Advertisement of 1921


During the 1920s the Relay Automatic Telephone Company (RATCo for short) achieved some success with its system for PAX and PABX installations. One of the first was in December 1923 at the British Empire Exhibition (Wembley) where a system with in excess of 200 lines linked the pavilions of the various dominions and colonies with each other and the exhibition headquarters. The actual apparatus was one of the public exhibits. The company made great play of the speed of connection ('through in a second') and the simplicity of the equipment.

One customer taken in by this was Lloyds Bank, who had a large PAX system using P.O. private wires to interconnect its headquarters with most branches. The head office latterly used a Siemens 17 PAX but the bank branches were equipped with RATCo PAXs.

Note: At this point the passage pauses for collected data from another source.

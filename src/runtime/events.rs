//! Station lifecycle event bus.
//!
//! Broadcasts high-level station events (connected, disconnected,
//! transaction lifecycle) to any number of subscribers — an admin CLI,
//! a future HTTP surface, tests — independent of the raw OCPP message
//! log kept by `runtime::logger`.

use std::sync::atomic::{AtomicUsize, Ordering};
use std::sync::Arc;

use chrono::{DateTime, Utc};
use tokio::sync::broadcast;
use tracing::{debug, info, warn};

use crate::domain::transaction::{StopReason, TransactionId};

const DEFAULT_CAPACITY: usize = 1024;

#[derive(Debug, Clone)]
pub enum StationEvent {
    Connected {
        station_id: String,
        timestamp: DateTime<Utc>,
    },
    Disconnected {
        station_id: String,
        reason: String,
        timestamp: DateTime<Utc>,
    },
    TransactionStarted {
        station_id: String,
        connector_id: u32,
        transaction_id: TransactionId,
        timestamp: DateTime<Utc>,
    },
    TransactionStopped {
        station_id: String,
        connector_id: u32,
        transaction_id: TransactionId,
        reason: StopReason,
        timestamp: DateTime<Utc>,
    },
    AuthorizationRejected {
        station_id: String,
        id_tag: String,
        timestamp: DateTime<Utc>,
    },
}

impl StationEvent {
    pub fn station_id(&self) -> &str {
        match self {
            Self::Connected { station_id, .. }
            | Self::Disconnected { station_id, .. }
            | Self::TransactionStarted { station_id, .. }
            | Self::TransactionStopped { station_id, .. }
            | Self::AuthorizationRejected { station_id, .. } => station_id,
        }
    }

    fn kind(&self) -> &'static str {
        match self {
            Self::Connected { .. } => "connected",
            Self::Disconnected { .. } => "disconnected",
            Self::TransactionStarted { .. } => "transaction_started",
            Self::TransactionStopped { .. } => "transaction_stopped",
            Self::AuthorizationRejected { .. } => "authorization_rejected",
        }
    }
}

#[derive(Clone)]
pub struct EventBus {
    sender: broadcast::Sender<StationEvent>,
    subscriber_count: Arc<AtomicUsize>,
}

impl EventBus {
    pub fn new() -> Self {
        Self::with_capacity(DEFAULT_CAPACITY)
    }

    pub fn with_capacity(capacity: usize) -> Self {
        let (sender, _) = broadcast::channel(capacity);
        Self {
            sender,
            subscriber_count: Arc::new(AtomicUsize::new(0)),
        }
    }

    pub fn publish(&self, event: StationEvent) {
        let kind = event.kind();
        let station_id = event.station_id().to_string();
        match self.sender.send(event) {
            Ok(count) => debug!(kind, station_id, subscribers = count, "event published"),
            Err(_) => debug!(kind, station_id, "event published (no subscribers)"),
        }
    }

    pub fn subscribe(&self) -> EventSubscriber {
        let receiver = self.sender.subscribe();
        self.subscriber_count.fetch_add(1, Ordering::SeqCst);
        let count = self.subscriber_count.load(Ordering::SeqCst);
        info!(total = count, "new event subscriber");
        EventSubscriber {
            receiver,
            subscriber_count: self.subscriber_count.clone(),
        }
    }

    pub fn subscriber_count(&self) -> usize {
        self.subscriber_count.load(Ordering::SeqCst)
    }
}

impl Default for EventBus {
    fn default() -> Self {
        Self::new()
    }
}

pub struct EventSubscriber {
    receiver: broadcast::Receiver<StationEvent>,
    subscriber_count: Arc<AtomicUsize>,
}

impl EventSubscriber {
    pub async fn recv(&mut self) -> Option<StationEvent> {
        loop {
            match self.receiver.recv().await {
                Ok(event) => return Some(event),
                Err(broadcast::error::RecvError::Lagged(count)) => {
                    warn!(missed = count, "event subscriber lagged");
                    continue;
                }
                Err(broadcast::error::RecvError::Closed) => return None,
            }
        }
    }
}

impl Drop for EventSubscriber {
    fn drop(&mut self) {
        let prev = self.subscriber_count.fetch_sub(1, Ordering::SeqCst);
        info!(remaining = prev - 1, "event subscriber disconnected");
    }
}

pub type SharedEventBus = Arc<EventBus>;

pub fn create_event_bus() -> SharedEventBus {
    Arc::new(EventBus::new())
}
//! Thompson construction of token automata.
//!
//! Every literal and pattern terminal in the grammar compiles into one
//! shared NFA; [`super::dfa`] then determinizes it into the lexer table.
//! Patterns use a regex subset: literal characters, `.`, escapes
//! (`\d \w \s` and their negations, `\n \t \r \0`, escaped punctuation),
//! character classes with ranges and negation, grouping, alternation, and
//! the `*` `+` `?` quantifiers.

use smol_str::SmolStr;

use crate::compile::CompileError;
use crate::grammar::Symbol;

pub(crate) const MAX_CHAR: u32 = 0x10FFFF;

/// One NFA state: epsilon moves plus codepoint-range transitions.
#[derive(Debug, Default, Clone)]
pub(crate) struct NfaState {
    pub epsilon: Vec<u32>,
    /// (lo, hi, target) with inclusive codepoint bounds.
    pub ranges: Vec<(u32, u32, u32)>,
    pub accept: Option<Symbol>,
}

/// The combined NFA over all of a grammar's tokens. State 0 is the start.
#[derive(Debug, Default)]
pub(crate) struct Nfa {
    pub states: Vec<NfaState>,
}

/// A sub-automaton under construction: entry state and exit state.
/// The exit state has no outgoing edges until the fragment is linked.
#[derive(Debug, Clone, Copy)]
struct Fragment {
    start: u32,
    end: u32,
}

impl Nfa {
    pub fn new() -> Self {
        Self {
            states: vec![NfaState::default()],
        }
    }

    fn add_state(&mut self) -> u32 {
        self.states.push(NfaState::default());
        (self.states.len() - 1) as u32
    }

    fn eps(&mut self, from: u32, to: u32) {
        self.states[from as usize].epsilon.push(to);
    }

    fn range(&mut self, from: u32, lo: u32, hi: u32, to: u32) {
        self.states[from as usize].ranges.push((lo, hi, to));
    }

    /// Add a token matching exactly `text`, accepting as `symbol`.
    pub fn add_literal(&mut self, text: &str, symbol: Symbol) {
        let start = self.add_state();
        let mut current = start;
        for ch in text.chars() {
            let next = self.add_state();
            self.range(current, ch as u32, ch as u32, next);
            current = next;
        }
        self.states[current as usize].accept = Some(symbol);
        self.eps(0, start);
    }

    /// Add a token matching `pattern`, accepting as `symbol`.
    pub fn add_pattern(&mut self, pattern: &str, symbol: Symbol) -> Result<(), CompileError> {
        let fragment = PatternParser::new(self, pattern).parse()?;
        self.states[fragment.end as usize].accept = Some(symbol);
        let start = fragment.start;
        self.eps(0, start);
        Ok(())
    }
}

/// Recursive-descent parser over the pattern syntax, emitting NFA fragments.
struct PatternParser<'a> {
    nfa: &'a mut Nfa,
    pattern: &'a str,
    chars: std::iter::Peekable<std::str::Chars<'a>>,
}

impl<'a> PatternParser<'a> {
    fn new(nfa: &'a mut Nfa, pattern: &'a str) -> Self {
        Self {
            nfa,
            pattern,
            chars: pattern.chars().peekable(),
        }
    }

    fn error(&self, reason: impl Into<String>) -> CompileError {
        CompileError::InvalidPattern {
            pattern: SmolStr::new(self.pattern),
            reason: reason.into(),
        }
    }

    fn parse(mut self) -> Result<Fragment, CompileError> {
        let fragment = self.alternation()?;
        if self.chars.peek().is_some() {
            return Err(self.error("unbalanced ')'"));
        }
        Ok(fragment)
    }

    /// alternation := concat ('|' concat)*
    fn alternation(&mut self) -> Result<Fragment, CompileError> {
        let mut branches = vec![self.concat()?];
        while self.chars.peek() == Some(&'|') {
            self.chars.next();
            branches.push(self.concat()?);
        }
        if branches.len() == 1 {
            return Ok(branches[0]);
        }
        let start = self.nfa.add_state();
        let end = self.nfa.add_state();
        for branch in branches {
            self.nfa.eps(start, branch.start);
            self.nfa.eps(branch.end, end);
        }
        Ok(Fragment { start, end })
    }

    /// concat := quantified*
    fn concat(&mut self) -> Result<Fragment, CompileError> {
        let start = self.nfa.add_state();
        let mut current = start;
        while let Some(&ch) = self.chars.peek() {
            if ch == '|' || ch == ')' {
                break;
            }
            let piece = self.quantified()?;
            self.nfa.eps(current, piece.start);
            current = piece.end;
        }
        Ok(Fragment {
            start,
            end: current,
        })
    }

    /// quantified := atom ('*' | '+' | '?')?
    fn quantified(&mut self) -> Result<Fragment, CompileError> {
        let atom = self.atom()?;
        match self.chars.peek() {
            Some('*') => {
                self.chars.next();
                let start = self.nfa.add_state();
                let end = self.nfa.add_state();
                self.nfa.eps(start, atom.start);
                self.nfa.eps(start, end);
                self.nfa.eps(atom.end, atom.start);
                self.nfa.eps(atom.end, end);
                Ok(Fragment { start, end })
            }
            Some('+') => {
                self.chars.next();
                let end = self.nfa.add_state();
                self.nfa.eps(atom.end, atom.start);
                self.nfa.eps(atom.end, end);
                Ok(Fragment {
                    start: atom.start,
                    end,
                })
            }
            Some('?') => {
                self.chars.next();
                let start = self.nfa.add_state();
                let end = self.nfa.add_state();
                self.nfa.eps(start, atom.start);
                self.nfa.eps(start, end);
                self.nfa.eps(atom.end, end);
                Ok(Fragment { start, end })
            }
            _ => Ok(atom),
        }
    }

    /// atom := '(' alternation ')' | '[' class ']' | '.' | escape | char
    fn atom(&mut self) -> Result<Fragment, CompileError> {
        let ch = match self.chars.next() {
            Some(ch) => ch,
            None => return Err(self.error("unexpected end of pattern")),
        };
        match ch {
            '(' => {
                let inner = self.alternation()?;
                if self.chars.next() != Some(')') {
                    return Err(self.error("unbalanced '('"));
                }
                Ok(inner)
            }
            '[' => {
                let ranges = self.char_class()?;
                Ok(self.ranges_fragment(&ranges))
            }
            '.' => {
                // any char except newline
                let ranges = complement(&[(b'\n' as u32, b'\n' as u32)]);
                Ok(self.ranges_fragment(&ranges))
            }
            '\\' => {
                let ranges = self.escape()?;
                Ok(self.ranges_fragment(&ranges))
            }
            '*' | '+' | '?' => Err(self.error(format!("dangling quantifier '{ch}'"))),
            _ => Ok(self.ranges_fragment(&[(ch as u32, ch as u32)])),
        }
    }

    fn ranges_fragment(&mut self, ranges: &[(u32, u32)]) -> Fragment {
        let start = self.nfa.add_state();
        let end = self.nfa.add_state();
        for &(lo, hi) in ranges {
            self.nfa.range(start, lo, hi, end);
        }
        Fragment { start, end }
    }

    /// Parse an escape, returning the codepoint ranges it denotes.
    fn escape(&mut self) -> Result<Vec<(u32, u32)>, CompileError> {
        let ch = match self.chars.next() {
            Some(ch) => ch,
            None => return Err(self.error("trailing backslash")),
        };
        Ok(match ch {
            'd' => vec![(b'0' as u32, b'9' as u32)],
            'D' => complement(&[(b'0' as u32, b'9' as u32)]),
            'w' => word_ranges(),
            'W' => complement(&word_ranges()),
            's' => space_ranges(),
            'S' => complement(&space_ranges()),
            'n' => vec![(b'\n' as u32, b'\n' as u32)],
            't' => vec![(b'\t' as u32, b'\t' as u32)],
            'r' => vec![(b'\r' as u32, b'\r' as u32)],
            '0' => vec![(0, 0)],
            // any other escaped char stands for itself
            _ => vec![(ch as u32, ch as u32)],
        })
    }

    /// class := '^'? item+ where item := char | char '-' char | escape
    fn char_class(&mut self) -> Result<Vec<(u32, u32)>, CompileError> {
        let negated = if self.chars.peek() == Some(&'^') {
            self.chars.next();
            true
        } else {
            false
        };
        let mut ranges: Vec<(u32, u32)> = Vec::new();
        loop {
            let ch = match self.chars.next() {
                Some(']') => break,
                Some(ch) => ch,
                None => return Err(self.error("unbalanced '['")),
            };
            if ch == '\\' {
                ranges.extend(self.escape()?);
                continue;
            }
            // range like a-z, unless '-' is the last class member
            if self.chars.peek() == Some(&'-') {
                let mut lookahead = self.chars.clone();
                lookahead.next();
                match lookahead.peek() {
                    Some(&']') | None => {}
                    Some(&hi) => {
                        self.chars.next();
                        self.chars.next();
                        if (hi as u32) < (ch as u32) {
                            return Err(self.error(format!("invalid range '{ch}-{hi}'")));
                        }
                        ranges.push((ch as u32, hi as u32));
                        continue;
                    }
                }
            }
            ranges.push((ch as u32, ch as u32));
        }
        if ranges.is_empty() {
            return Err(self.error("empty character class"));
        }
        let ranges = normalize(ranges);
        Ok(if negated { complement(&ranges) } else { ranges })
    }
}

fn word_ranges() -> Vec<(u32, u32)> {
    vec![
        (b'0' as u32, b'9' as u32),
        (b'A' as u32, b'Z' as u32),
        (b'_' as u32, b'_' as u32),
        (b'a' as u32, b'z' as u32),
    ]
}

fn space_ranges() -> Vec<(u32, u32)> {
    vec![
        (b'\t' as u32, b'\r' as u32), // \t \n \x0B \x0C \r
        (b' ' as u32, b' ' as u32),
    ]
}

/// Sort and merge overlapping or adjacent ranges.
fn normalize(mut ranges: Vec<(u32, u32)>) -> Vec<(u32, u32)> {
    ranges.sort_unstable();
    let mut merged: Vec<(u32, u32)> = Vec::with_capacity(ranges.len());
    for (lo, hi) in ranges {
        match merged.last_mut() {
            Some((_, prev_hi)) if lo <= prev_hi.saturating_add(1) => {
                *prev_hi = (*prev_hi).max(hi);
            }
            _ => merged.push((lo, hi)),
        }
    }
    merged
}

/// Complement of `ranges` over the full codepoint space.
fn complement(ranges: &[(u32, u32)]) -> Vec<(u32, u32)> {
    let ranges = normalize(ranges.to_vec());
    let mut out = Vec::with_capacity(ranges.len() + 1);
    let mut next = 0u32;
    for &(lo, hi) in &ranges {
        if lo > next {
            out.push((next, lo - 1));
        }
        next = hi.saturating_add(1);
    }
    if next <= MAX_CHAR {
        out.push((next, MAX_CHAR));
    }
    out
}

#[cfg(test)]
mod tests {
    use super::*;

    fn pattern_nfa(pattern: &str) -> Result<Nfa, CompileError> {
        let mut nfa = Nfa::new();
        nfa.add_pattern(pattern, Symbol(1))?;
        Ok(nfa)
    }

    #[test]
    fn test_literal_chain() {
        let mut nfa = Nfa::new();
        nfa.add_literal("if", Symbol(1));
        // start + 3 chain states
        assert_eq!(nfa.states.len(), 4);
        assert_eq!(nfa.states[3].accept, Some(Symbol(1)));
    }

    #[test]
    fn test_pattern_accepts() {
        assert!(pattern_nfa(r"[a-z_][a-z0-9_]*").is_ok());
        assert!(pattern_nfa(r"-?\d[_\d]*").is_ok());
        assert!(pattern_nfa(r"(ab|cd)+ef?").is_ok());
        assert!(pattern_nfa(r"[^\n]").is_ok());
    }

    #[test]
    fn test_pattern_errors() {
        assert!(matches!(
            pattern_nfa("(ab"),
            Err(CompileError::InvalidPattern { .. })
        ));
        assert!(matches!(
            pattern_nfa("[abc"),
            Err(CompileError::InvalidPattern { .. })
        ));
        assert!(matches!(
            pattern_nfa("*a"),
            Err(CompileError::InvalidPattern { .. })
        ));
        assert!(matches!(
            pattern_nfa("[z-a]"),
            Err(CompileError::InvalidPattern { .. })
        ));
        assert!(matches!(
            pattern_nfa("ab\\"),
            Err(CompileError::InvalidPattern { .. })
        ));
    }

    #[test]
    fn test_normalize_and_complement() {
        assert_eq!(normalize(vec![(5, 9), (1, 3), (4, 6)]), vec![(1, 9)]);
        let comp = complement(&[(10, 20)]);
        assert_eq!(comp, vec![(0, 9), (21, MAX_CHAR)]);
    }
}
struct Parser<'g, 's, 'r> {
    grammar: &'g CompiledGrammar,
    text: &'g str,
    lexer: Lexer<'g>,
    scanner: Option<&'s mut dyn ExternalScanner>,
    reuse: Option<&'r mut dyn ReuseSource>,
    builder: TreeBuilder,

    states: Vec<StateId>,
    fragments: Vec<Fragment>,
    /// Error nodes waiting to be attached before the next shifted symbol.
    pending: Vec<NodeId>,

    pos: TextSize,
    last_end: TextSize,
    errors: Vec<ParseRecoveryError>,
    tokens_consumed: usize,
    token_budget: Option<usize>,
}

impl<'g, 's, 'r> Parser<'g, 's, 'r> {
    fn new(
        grammar: &'g CompiledGrammar,
        text: &'g str,
        options: ParseOptions<'s>,
        reuse: Option<&'r mut dyn ReuseSource>,
    ) -> Self {
        Self {
            grammar,
            text,
            lexer: Lexer::new(grammar, text),
            scanner: options.scanner,
            reuse,
            builder: TreeBuilder::new(),
            states: vec![0],
            fragments: Vec::new(),
            pending: Vec::new(),
            pos: TextSize::new(0),
            last_end: TextSize::new(0),
            errors: Vec::new(),
            tokens_consumed: 0,
            token_budget: options.token_budget,
        }
    }

    fn state(&self) -> StateId {
        *self.states.last().expect("state stack never empties")
    }

    fn run(mut self) -> SyntaxTree {
        loop {
            if self
                .token_budget
                .is_some_and(|budget| self.tokens_consumed >= budget)
            {
                tracing::debug!(tokens = self.tokens_consumed, "parse cancelled");
                return self.finalize(true);
            }

            if self.try_reuse() {
                continue;
            }

            let state = self.state();
            match self.lexer.next(self.pos, self.grammar.state(state), &mut self.scanner) {
                Lexed::Token(token) => {
                    match self.grammar.state(state).actions.get(&token.symbol).copied() {
                        Some(Action::Shift(target)) => self.shift(token, target),
                        Some(Action::Reduce(production)) => {
                            self.reduce(production, token.probe_end)
                        }
                        Some(Action::Accept) => unreachable!("accept is keyed on end-of-input"),
                        None => self.skip_unexpected(token),
                    }
                }
                Lexed::Unrecognized { range } => {
                    self.errors
                        .push(ParseRecoveryError::UnrecognizedText { range });
                    self.push_error_node(range);
                    self.pos = range.end();
                    self.tokens_consumed += 1;
                }
                Lexed::End { offset } => {
                    match self.grammar.state(state).actions.get(&Symbol::END).copied() {
                        Some(Action::Accept) => return self.finalize(false),
                        Some(Action::Reduce(production)) => {
                            // end-of-input lookahead examines one past the text
                            let probe = TextSize::of(self.text) + TextSize::new(1);
                            self.reduce(production, probe)
                        }
                        Some(Action::Shift(_)) => {
                            unreachable!("end-of-input is never shifted")
                        }
                        None => {
                            self.unexpected_eof(offset);
                            return self.finalize(false);
                        }
                    }
                }
            }
        }
    }

    // -------------------------------------------------------------------------
    // Shift / reduce
    // -------------------------------------------------------------------------

    fn shift(&mut self, token: Token, target: StateId) {
        let from_state = self.state();
        let mut children = std::mem::take(&mut self.pending);
        let mut range = token.range;
        for &error in &children {
            range = range.cover(self.builder.node(error).range);
        }
        if self.grammar.is_visible(token.symbol) {
            let id = self.builder.push(NodeData {
                kind: NodeKind::Token,
                symbol: token.symbol,
                name: SmolStr::new(self.grammar.symbol_name(token.symbol)),
                range: token.range,
                parent: None,
                children: Vec::new(),
                enter_state: from_state,
                lookahead_end: token.probe_end,
                has_error: false,
                edited: false,
            });
            children.push(id);
        }
        self.states.push(target);
        self.fragments.push(Fragment {
            children,
            range,
            lookahead_end: token.probe_end,
            from_state,
        });
        self.pos = token.range.end();
        self.last_end = token.range.end();
        self.tokens_consumed += 1;
    }

    /// Pop the production's fragments, build or splice the node, follow
    /// the goto. `lookahead` is the probe extent of the token that drove
    /// this reduce: the decision can hinge on that token when precedence
    /// resolved a conflict in the tables, so the node's examined extent
    /// has to cover it or reuse would replay a stale decision.
    fn reduce(&mut self, production: u32, lookahead: TextSize) {
        let production = self.grammar.production(production).clone();
        let count = production.rhs.len();

        let at = self.fragments.len() - count;
        let popped: Vec<Fragment> = self.fragments.drain(at..).collect();
        self.states.truncate(self.states.len() - count);
        let under = self.state();

        let mut children: Vec<NodeId> = Vec::new();
        let mut range: Option<TextRange> = None;
        let mut lookahead_end = TextSize::new(0);
        let mut from_state = under;
        for (i, fragment) in popped.into_iter().enumerate() {
            if i == 0 {
                from_state = fragment.from_state;
            }
            children.extend(fragment.children);
            lookahead_end = lookahead_end.max(fragment.lookahead_end);
            range = Some(match range {
                None => fragment.range,
                Some(range) => range.cover(fragment.range),
            });
        }
        let range = range.unwrap_or_else(|| TextRange::empty(self.last_end));
        let lookahead_end = lookahead_end.max(range.end()).max(lookahead);

        let target = match self.grammar.state(under).gotos.get(&production.lhs) {
            Some(&target) => target,
            // unreachable for tables built by this crate
            None => under,
        };

        if self.grammar.is_visible(production.lhs) && !range.is_empty() {
            let has_error = children
                .iter()
                .any(|&child| self.builder.node(child).has_error);
            let id = self.builder.push(NodeData {
                kind: NodeKind::Node,
                symbol: production.lhs,
                name: SmolStr::new(self.grammar.symbol_name(production.lhs)),
                range,
                parent: None,
                children: children.clone(),
                enter_state: from_state,
                lookahead_end,
                has_error,
                edited: false,
            });
            for &child in &children {
                self.builder.node_mut(child).parent = Some(id);
            }
            children = vec![id];
        }

        self.states.push(target);
        self.fragments.push(Fragment {
            children,
            range,
            lookahead_end,
            from_state,
        });
    }

    // -------------------------------------------------------------------------
    // Subtree reuse
    // -------------------------------------------------------------------------

    /// Splice a clean subtree from the previous parse if one starts here
    /// and was originally parsed from this exact state.
    fn try_reuse(&mut self) -> bool {
        let Some(reuse) = self.reuse.as_deref_mut() else {
            return false;
        };
        let state = *self.states.last().expect("state stack never empties");
        while let Some(candidate) = reuse.candidate(self.pos) {
            let fits = !candidate.edited
                && !candidate.has_error
                && !candidate.is_token
                && !candidate.range.is_empty()
                && candidate.enter_state == state
                && self.grammar.state(state).gotos.contains_key(&candidate.symbol);
            if !fits {
                reuse.reject();
                continue;
            }
            let target = self.grammar.state(state).gotos[&candidate.symbol];
            reuse.accept();
            let id = reuse.graft(&mut self.builder);

            let mut children = std::mem::take(&mut self.pending);
            let mut range = candidate.range;
            for &error in &children {
                range = range.cover(self.builder.node(error).range);
            }
            children.push(id);
            self.states.push(target);
            self.fragments.push(Fragment {
                children,
                range,
                lookahead_end: candidate.lookahead_end,
                from_state: state,
            });
            self.pos = candidate.range.end();
            self.last_end = candidate.range.end();
            self.tokens_consumed += 1;
            tracing::trace!(
                symbol = %self.grammar.symbol_name(candidate.symbol),
                start = u32::from(candidate.range.start()),
                end = u32::from(candidate.range.end()),
                "reused subtree"
            );
            return true;
        }
        false
    }

    // -------------------------------------------------------------------------
    // Recovery
    // -------------------------------------------------------------------------

    fn skip_unexpected(&mut self, token: Token) {
        self.errors.push(ParseRecoveryError::UnexpectedToken {
            token: SmolStr::new(&self.text[token.range]),
            range: token.range,
        });
        self.push_error_node(token.range);
        self.pos = token.range.end();
        self.tokens_consumed += 1;
    }

    fn unexpected_eof(&mut self, offset: TextSize) {
        // an unrecognized-text run reaching the end already covers this
        let already_reported = self
            .errors
            .last()
            .is_some_and(|error| error.range().end() == offset);
        if !already_reported {
            self.errors.push(ParseRecoveryError::UnexpectedEof { offset });
            // a zero-width error marker, so the tree reflects the failure
            let any_error = self
                .pending
                .iter()
                .chain(
                    self.fragments
                        .iter()
                        .flat_map(|fragment| fragment.children.iter()),
                )
                .any(|&id| self.builder.node(id).has_error);
            if !any_error {
                self.push_error_node(TextRange::empty(offset));
            }
        }
    }

    fn push_error_node(&mut self, range: TextRange) {
        let id = self.builder.push(NodeData {
            kind: NodeKind::Error,
            symbol: Symbol::ERROR,
            name: SmolStr::new_static("ERROR"),
            range,
            parent: None,
            children: Vec::new(),
            enter_state: self.state(),
            lookahead_end: range.end(),
            has_error: true,
            edited: false,
        });
        self.pending.push(id);
    }

    // -------------------------------------------------------------------------
    // Finalization
    // -------------------------------------------------------------------------

    /// Assemble the root. The root always spans the whole source; loose
    /// fragments left by recovery or cancellation become its children.
    fn finalize(mut self, cancelled: bool) -> SyntaxTree {
        let full = TextRange::new(TextSize::new(0), TextSize::of(self.text));

        // cancellation stops mid-input; the unconsumed suffix still gets
        // a node so error nodes cover every unparsed span
        if cancelled && self.pos < full.end() {
            self.push_error_node(TextRange::new(self.pos, full.end()));
        }

        let mut children: Vec<NodeId> = Vec::new();
        for fragment in std::mem::take(&mut self.fragments) {
            children.extend(fragment.children);
        }
        children.append(&mut self.pending);

        let single = match children.as_slice() {
            [only]
                if self.builder.node(*only).symbol == self.grammar.start_symbol()
                    || self.builder.node(*only).kind == NodeKind::Error =>
            {
                Some(*only)
            }
            _ => None,
        };
        let root = match single {
            Some(root) => {
                self.builder.node_mut(root).range = full;
                // the root depends on the whole text plus end-of-input;
                // it is never a reuse candidate
                self.builder.node_mut(root).lookahead_end = full.end() + TextSize::new(1);
                root
            }
            None => {
                let has_error = children
                    .iter()
                    .any(|&child| self.builder.node(child).has_error);
                let start = self.grammar.start_symbol();
                let id = self.builder.push(NodeData {
                    kind: NodeKind::Node,
                    symbol: start,
                    name: SmolStr::new(self.grammar.symbol_name(start)),
                    range: full,
                    parent: None,
                    children: children.clone(),
                    enter_state: 0,
                    lookahead_end: full.end() + TextSize::new(1),
                    has_error,
                    edited: false,
                });
                for child in children {
                    self.builder.node_mut(child).parent = Some(id);
                }
                id
            }
        };

        tracing::debug!(
            grammar = %self.grammar.name(),
            bytes = u32::from(full.end()),
            errors = self.errors.len(),
            cancelled,
            "parse finished"
        );
        self.builder
            .finish(self.text.to_owned(), root, self.errors, cancelled)
    }
}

Other customers included Edward Boustead & Co. of Leadenhall Street, EC3, the Royal Naval College, Greenwich, the South London Hospital for Women, Clapham Common, the Chelsea Hospital for Women, the Educational Supply Association, the London Hospital and others. There was just one public exchange with this equipment, at Fleetwood (Lancs.).

By far the largest installation in London, and by all account in the whole country, was that of the London & North Eastern Railway (LNER), provided in 1927. Some 600 lines were installed, with about 10,000 relays and a quarter of a million contacts. Outgoing calls to the public network were connected via a manual switchboard because of the Post Office's insistence (at that time) on no electrical contact between their exchanges and others. Four relay exchanges were installed, with the following numbering scheme:

  • 2xxx Liverpool Street (probably in Hamilton House)

  • 3xxx Kings Cross

  • 4 code for Marylebone (manual exchange)

  • 5xxx Stratford

  • 6xxx Bread Street

  • Bread Street, the LNER's City management offices, was bombed during the war. Liverpool Street and Stratford exchanges were later replaced with Strowger. Latterly Kings Cross was used only for tandem calls and trunks via its manual board, having been largely replaced by a Strowger PABX3 in Great Northern House.

Kings Cross exchange was the only one of these that I saw. It closed about 1973 and was located on the top floor of the West Side offices, alongside Platform 8 (platform 10 in those days before renumbering). Its physical location was on the first floor, about halfway along the platform from the barrier. Reg Freer, a rather resourceful technician, had his office/mess room opposite and had wired up a contact on the door to that corridor so that a discreet buzzer sounded whenever anyone came up the stairs to visit the exchange.

The equipment was too bulky to save; there were a large number of steel-cased cabinets, all painted black and a manual switchboard of about four positions in the room next door. As mentioned, all external calls had to go through the operator; you could not dial 9 for an outside line.

Sam Hallas recalls one of the technicians telling him the key switches in the switchboard were so worn that the points on one side of the contacts had worn holes right through the plates on the opposite contacts, making connection rather intermittent!

The RATCo exchange on the station at coexisted with a PABX3 in the diviisonal offices at Great Northern House, just down Euston Road. This was because the RATCo didn't have sufficient capacity to handle GN House as well. One relic of the RATCo survived well into the 1970s and perhaps does even now. The 'Kings Cross Dining Club' (canteen) was in the last building on the top floor of East Side Offices and just over the entrance door was a Bellset No. 1 with a gold 'Relay System' transfer on the front. I always wanted to snaffle this but in truth it was in very poor condition.

In common with most other relay systems, the equipment at Kings Cross did not return dial tone. This was a frequent source of fault reports to the technicians, who took pleasure in telling their calls that this was quite correct—there was no dial tone because the system was so fast it didn't need one! Photos will follow later.